What you need to do:
The whole of the data is to be returned without a single change.

Data supplied:

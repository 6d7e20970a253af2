//! Conversion between chunkio `Chunk`s and Arrow `RecordBatch`es.

mod from_arrow;
mod to_arrow;

use std::sync::Arc;

use arrow::{
    array::ArrayRef,
    datatypes::Schema as ArrowSchema,
    record_batch::{RecordBatch, RecordBatchOptions},
};
use chunkio_core::{Chunk, Schema};

pub use from_arrow::array_from_arrow;
pub use to_arrow::array_to_arrow;

use crate::ConvertError;

/// Converts a chunk into a record batch carrying `schema`.
///
/// The chunk is expected to conform to the schema already
/// (see [`Schema::check_chunk`]); Arrow re-validates column types and
/// nullability and reports a mismatch as [`ConvertError::Arrow`].
pub fn chunk_to_record_batch(
    schema: &Arc<ArrowSchema>,
    chunk: &Chunk,
) -> Result<RecordBatch, ConvertError> {
    let arrays: Vec<ArrayRef> = chunk.arrays().iter().map(array_to_arrow).collect();
    let options = RecordBatchOptions::new().with_row_count(Some(chunk.len()));
    Ok(RecordBatch::try_new_with_options(
        schema.clone(),
        arrays,
        &options,
    )?)
}

/// Rebuilds a chunk from a decoded record batch and checks every column
/// against the reader's `schema`.
pub fn record_batch_to_chunk(schema: &Schema, batch: &RecordBatch) -> Result<Chunk, ConvertError> {
    if batch.num_columns() != schema.len() {
        return Err(ConvertError::ColumnCount {
            expected: schema.len(),
            actual: batch.num_columns(),
        });
    }
    let mut arrays = Vec::with_capacity(batch.num_columns());
    for (index, (field, column)) in schema.iter().zip(batch.columns()).enumerate() {
        let array = array_from_arrow(column.as_ref())?;
        let actual = array.data_type();
        if &actual != field.data_type() {
            return Err(ConvertError::ColumnType {
                index,
                expected: field.data_type().clone(),
                actual,
            });
        }
        arrays.push(array);
    }
    Ok(Chunk::try_new(arrays)?)
}
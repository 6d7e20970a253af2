use std::path::Path;

use anyhow::{Result, anyhow};
use clap::ValueEnum;

#[derive(Clone, Copy, Debug, PartialEq, Eq, ValueEnum)]
#[value(rename_all = "kebab-case")]
pub enum FileFormat {
    Ipc,
    Parquet,
}

impl FileFormat {
    pub fn from_extension(path: &Path) -> Option<Self> {
        let ext = path.extension()?.to_str()?.to_ascii_lowercase();
        match ext.as_str() {
            "arrow" | "ipc" | "feather" => Some(FileFormat::Ipc),
            "parquet" | "pq" => Some(FileFormat::Parquet),
            _ => None,
        }
    }

    /// Uses `explicit` when given, otherwise the extension of `path`.
    pub fn resolve(explicit: Option<Self>, path: &Path) -> Result<Self> {
        explicit.or_else(|| Self::from_extension(path)).ok_or_else(|| {
            anyhow!(
                "cannot tell the format of {} from its extension, pass it explicitly",
                path.display()
            )
        })
    }
}
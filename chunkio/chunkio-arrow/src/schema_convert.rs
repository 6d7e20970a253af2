use std::sync::Arc;

use arrow::datatypes::{
    DataType as ArrowDataType, Field as ArrowField, Schema as ArrowSchema,
    TimeUnit as ArrowTimeUnit,
};
use chunkio_core::{DataType, Field, Schema, TimeUnit};

use crate::ConvertError;

// ---------------------------------------------------------------------------
// chunkio -> Arrow
// ---------------------------------------------------------------------------

/// Converts a chunkio `Schema` into an Arrow `Schema`, field by field.
pub fn schema_to_arrow(schema: &Schema) -> ArrowSchema {
    ArrowSchema::new(schema.iter().map(field_to_arrow).collect::<Vec<_>>())
}

pub fn field_to_arrow(field: &Field) -> ArrowField {
    ArrowField::new(
        field.name(),
        datatype_to_arrow(field.data_type()),
        field.is_nullable(),
    )
}

pub fn datatype_to_arrow(dt: &DataType) -> ArrowDataType {
    match dt {
        DataType::Boolean => ArrowDataType::Boolean,
        DataType::Int8 => ArrowDataType::Int8,
        DataType::Int16 => ArrowDataType::Int16,
        DataType::Int32 => ArrowDataType::Int32,
        DataType::Int64 => ArrowDataType::Int64,
        DataType::UInt8 => ArrowDataType::UInt8,
        DataType::UInt16 => ArrowDataType::UInt16,
        DataType::UInt32 => ArrowDataType::UInt32,
        DataType::UInt64 => ArrowDataType::UInt64,
        DataType::Float32 => ArrowDataType::Float32,
        DataType::Float64 => ArrowDataType::Float64,
        DataType::Utf8 => ArrowDataType::Utf8,
        DataType::LargeUtf8 => ArrowDataType::LargeUtf8,
        DataType::Binary => ArrowDataType::Binary,
        DataType::LargeBinary => ArrowDataType::LargeBinary,
        DataType::Timestamp(unit, tz) => {
            ArrowDataType::Timestamp(unit_to_arrow(*unit), tz.as_deref().map(Arc::from))
        }
        DataType::Date32 => ArrowDataType::Date32,
        DataType::Time64 => ArrowDataType::Time64(ArrowTimeUnit::Microsecond),
    }
}

pub(crate) fn unit_to_arrow(unit: TimeUnit) -> ArrowTimeUnit {
    match unit {
        TimeUnit::Second => ArrowTimeUnit::Second,
        TimeUnit::Millisecond => ArrowTimeUnit::Millisecond,
        TimeUnit::Microsecond => ArrowTimeUnit::Microsecond,
        TimeUnit::Nanosecond => ArrowTimeUnit::Nanosecond,
    }
}

// ---------------------------------------------------------------------------
// Arrow -> chunkio
// ---------------------------------------------------------------------------

/// Converts an Arrow `Schema` read from a file footer into a chunkio `Schema`.
///
/// Fails with [`ConvertError::UnsupportedType`] on the first field whose type
/// has no chunkio counterpart (nested, dictionary, decimal, ...).
pub fn schema_from_arrow(schema: &ArrowSchema) -> Result<Schema, ConvertError> {
    schema
        .fields()
        .iter()
        .map(|f| field_from_arrow(f))
        .collect::<Result<Vec<_>, _>>()
        .map(Schema::new)
}

pub fn field_from_arrow(field: &ArrowField) -> Result<Field, ConvertError> {
    Ok(Field::new(
        field.name(),
        datatype_from_arrow(field.data_type())?,
        field.is_nullable(),
    ))
}

pub fn datatype_from_arrow(dt: &ArrowDataType) -> Result<DataType, ConvertError> {
    Ok(match dt {
        ArrowDataType::Boolean => DataType::Boolean,
        ArrowDataType::Int8 => DataType::Int8,
        ArrowDataType::Int16 => DataType::Int16,
        ArrowDataType::Int32 => DataType::Int32,
        ArrowDataType::Int64 => DataType::Int64,
        ArrowDataType::UInt8 => DataType::UInt8,
        ArrowDataType::UInt16 => DataType::UInt16,
        ArrowDataType::UInt32 => DataType::UInt32,
        ArrowDataType::UInt64 => DataType::UInt64,
        ArrowDataType::Float32 => DataType::Float32,
        ArrowDataType::Float64 => DataType::Float64,
        ArrowDataType::Utf8 => DataType::Utf8,
        ArrowDataType::LargeUtf8 => DataType::LargeUtf8,
        ArrowDataType::Binary => DataType::Binary,
        ArrowDataType::LargeBinary => DataType::LargeBinary,
        ArrowDataType::Timestamp(unit, tz) => {
            DataType::timestamp(unit_from_arrow(*unit), tz.as_deref())
        }
        ArrowDataType::Date32 => DataType::Date32,
        ArrowDataType::Time64(ArrowTimeUnit::Microsecond) => DataType::Time64,
        other => return Err(ConvertError::UnsupportedType(other.clone())),
    })
}

pub(crate) fn unit_from_arrow(unit: ArrowTimeUnit) -> TimeUnit {
    match unit {
        ArrowTimeUnit::Second => TimeUnit::Second,
        ArrowTimeUnit::Millisecond => TimeUnit::Millisecond,
        ArrowTimeUnit::Microsecond => TimeUnit::Microsecond,
        ArrowTimeUnit::Nanosecond => TimeUnit::Nanosecond,
    }
}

Solution to this problem:
repository 6d7e20970a253af2
//! Conversion between chunkio `Chunk`s and Arrow `RecordBatch`es.

mod from_arrow;
mod to_arrow;

use std::sync::Arc;

use arrow::{
    array::ArrayRef,
    datatypes::Schema as ArrowSchema,
    record_batch::{RecordBatch, RecordBatchOptions},
};
use chunkio_core::{Chunk, Schema};

pub use from_arrow::array_from_arrow;
pub use to_arrow::array_to_arrow;

use crate::ConvertError;

/// Converts a chunk into a record batch carrying `schema`.
///
/// The chunk is expected to conform to the schema already
/// (see [`Schema::check_chunk`]); Arrow re-validates column types and
/// nullability and reports a mismatch as [`ConvertError::Arrow`].
pub fn chunk_to_record_batch(
    schema: &Arc<ArrowSchema>,
    chunk: &Chunk,
) -> Result<RecordBatch, ConvertError> {
    let arrays: Vec<ArrayRef> = chunk.arrays().iter().map(array_to_arrow).collect();
    let options = RecordBatchOptions::new().with_row_count(Some(chunk.len()));
    Ok(RecordBatch::try_new_with_options(
        schema.clone(),
        arrays,
        &options,
    )?)
}

/// Rebuilds a chunk from a decoded record batch and checks every column
/// against the reader's `schema`.
pub fn record_batch_to_chunk(schema: &Schema, batch: &RecordBatch) -> Result<Chunk, ConvertError> {
    if batch.num_columns() != schema.len() {
        return Err(ConvertError::ColumnCount {
            expected: schema.len(),
            actual: batch.num_columns(),
        });
    }
    let mut arrays = Vec::with_capacity(batch.num_columns());
    for (index, (field, column)) in schema.iter().zip(batch.columns()).enumerate() {
        let array = array_from_arrow(column.as_ref())?;
        let actual = array.data_type();
        if &actual != field.data_type() {
            return Err(ConvertError::ColumnType {
                index,
                expected: field.data_type().clone(),
                actual,
            });
        }
        arrays.push(array);
    }
    Ok(Chunk::try_new(arrays)?)
}
repository 6d7e20970a253af2
use std::path::Path;

use anyhow::{Result, anyhow};
use clap::ValueEnum;

#[derive(Clone, Copy, Debug, PartialEq, Eq, ValueEnum)]
#[value(rename_all = "kebab-case")]
pub enum FileFormat {
    Ipc,
    Parquet,
}

impl FileFormat {
    pub fn from_extension(path: &Path) -> Option<Self> {
        let ext = path.extension()?.to_str()?.to_ascii_lowercase();
        match ext.as_str() {
            "arrow" | "ipc" | "feather" => Some(FileFormat::Ipc),
            "parquet" | "pq" => Some(FileFormat::Parquet),
            _ => None,
        }
    }

    /// Uses `explicit` when given, otherwise the extension of `path`.
    pub fn resolve(explicit: Option<Self>, path: &Path) -> Result<Self> {
        explicit.or_else(|| Self::from_extension(path)).ok_or_else(|| {
            anyhow!(
                "cannot tell the format of {} from its extension, pass it explicitly",
                path.display()
            )
        })
    }
}
filename chunkio/chunkio-arrow/src/schema_convert.rs
repository 6d7e20970a253af2
use std::sync::Arc;

use arrow::datatypes::{
    DataType as ArrowDataType, Field as ArrowField, Schema as ArrowSchema,
    TimeUnit as ArrowTimeUnit,
};
use chunkio_core::{DataType, Field, Schema, TimeUnit};

use crate::ConvertError;

// ---------------------------------------------------------------------------
// chunkio -> Arrow
// ---------------------------------------------------------------------------

/// Converts a chunkio `Schema` into an Arrow `Schema`, field by field.
pub fn schema_to_arrow(schema: &Schema) -> ArrowSchema {
    ArrowSchema::new(schema.iter().map(field_to_arrow).collect::<Vec<_>>())
}

pub fn field_to_arrow(field: &Field) -> ArrowField {
    ArrowField::new(
        field.name(),
        datatype_to_arrow(field.data_type()),
        field.is_nullable(),
    )
}

pub fn datatype_to_arrow(dt: &DataType) -> ArrowDataType {
    match dt {
        DataType::Boolean => ArrowDataType::Boolean,
        DataType::Int8 => ArrowDataType::Int8,
        DataType::Int16 => ArrowDataType::Int16,
        DataType::Int32 => ArrowDataType::Int32,
        DataType::Int64 => ArrowDataType::Int64,
        DataType::UInt8 => ArrowDataType::UInt8,
        DataType::UInt16 => ArrowDataType::UInt16,
        DataType::UInt32 => ArrowDataType::UInt32,
        DataType::UInt64 => ArrowDataType::UInt64,
        DataType::Float32 => ArrowDataType::Float32,
        DataType::Float64 => ArrowDataType::Float64,
        DataType::Utf8 => ArrowDataType::Utf8,
        DataType::LargeUtf8 => ArrowDataType::LargeUtf8,
        DataType::Binary => ArrowDataType::Binary,
        DataType::LargeBinary => ArrowDataType::LargeBinary,
        DataType::Timestamp(unit, tz) => {
            ArrowDataType::Timestamp(unit_to_arrow(*unit), tz.as_deref().map(Arc::from))
        }
        DataType::Date32 => ArrowDataType::Date32,
        DataType::Time64 => ArrowDataType::Time64(ArrowTimeUnit::Microsecond),
    }
}

pub(crate) fn unit_to_arrow(unit: TimeUnit) -> ArrowTimeUnit {
    match unit {
        TimeUnit::Second => ArrowTimeUnit::Second,
        TimeUnit::Millisecond => ArrowTimeUnit::Millisecond,
        TimeUnit::Microsecond => ArrowTimeUnit::Microsecond,
        TimeUnit::Nanosecond => ArrowTimeUnit::Nanosecond,
    }
}

// ---------------------------------------------------------------------------
// Arrow -> chunkio
// ---------------------------------------------------------------------------

/// Converts an Arrow `Schema` read from a file footer into a chunkio `Schema`.
///
/// Fails with [`ConvertError::UnsupportedType`] on the first field whose type
/// has no chunkio counterpart (nested, dictionary, decimal, ...).
pub fn schema_from_arrow(schema: &ArrowSchema) -> Result<Schema, ConvertError> {
    schema
        .fields()
        .iter()
        .map(|f| field_from_arrow(f))
        .collect::<Result<Vec<_>, _>>()
        .map(Schema::new)
}

pub fn field_from_arrow(field: &ArrowField) -> Result<Field, ConvertError> {
    Ok(Field::new(
        field.name(),
        datatype_from_arrow(field.data_type())?,
        field.is_nullable(),
    ))
}

pub fn datatype_from_arrow(dt: &ArrowDataType) -> Result<DataType, ConvertError> {
    Ok(match dt {
        ArrowDataType::Boolean => DataType::Boolean,
        ArrowDataType::Int8 => DataType::Int8,
        ArrowDataType::Int16 => DataType::Int16,
        ArrowDataType::Int32 => DataType::Int32,
        ArrowDataType::Int64 => DataType::Int64,
        ArrowDataType::UInt8 => DataType::UInt8,
        ArrowDataType::UInt16 => DataType::UInt16,
        ArrowDataType::UInt32 => DataType::UInt32,
        ArrowDataType::UInt64 => DataType::UInt64,
        ArrowDataType::Float32 => DataType::Float32,
        ArrowDataType::Float64 => DataType::Float64,
        ArrowDataType::Utf8 => DataType::Utf8,
        ArrowDataType::LargeUtf8 => DataType::LargeUtf8,
        ArrowDataType::Binary => DataType::Binary,
        ArrowDataType::LargeBinary => DataType::LargeBinary,
        ArrowDataType::Timestamp(unit, tz) => {
            DataType::timestamp(unit_from_arrow(*unit), tz.as_deref())
        }
        ArrowDataType::Date32 => DataType::Date32,
        ArrowDataType::Time64(ArrowTimeUnit::Microsecond) => DataType::Time64,
        other => return Err(ConvertError::UnsupportedType(other.clone())),
    })
}

pub(crate) fn unit_from_arrow(unit: ArrowTimeUnit) -> TimeUnit {
    match unit {
        ArrowTimeUnit::Second => TimeUnit::Second,
        ArrowTimeUnit::Millisecond => TimeUnit::Millisecond,
        ArrowTimeUnit::Microsecond => TimeUnit::Microsecond,
        ArrowTimeUnit::Nanosecond => TimeUnit::Nanosecond,
    }
}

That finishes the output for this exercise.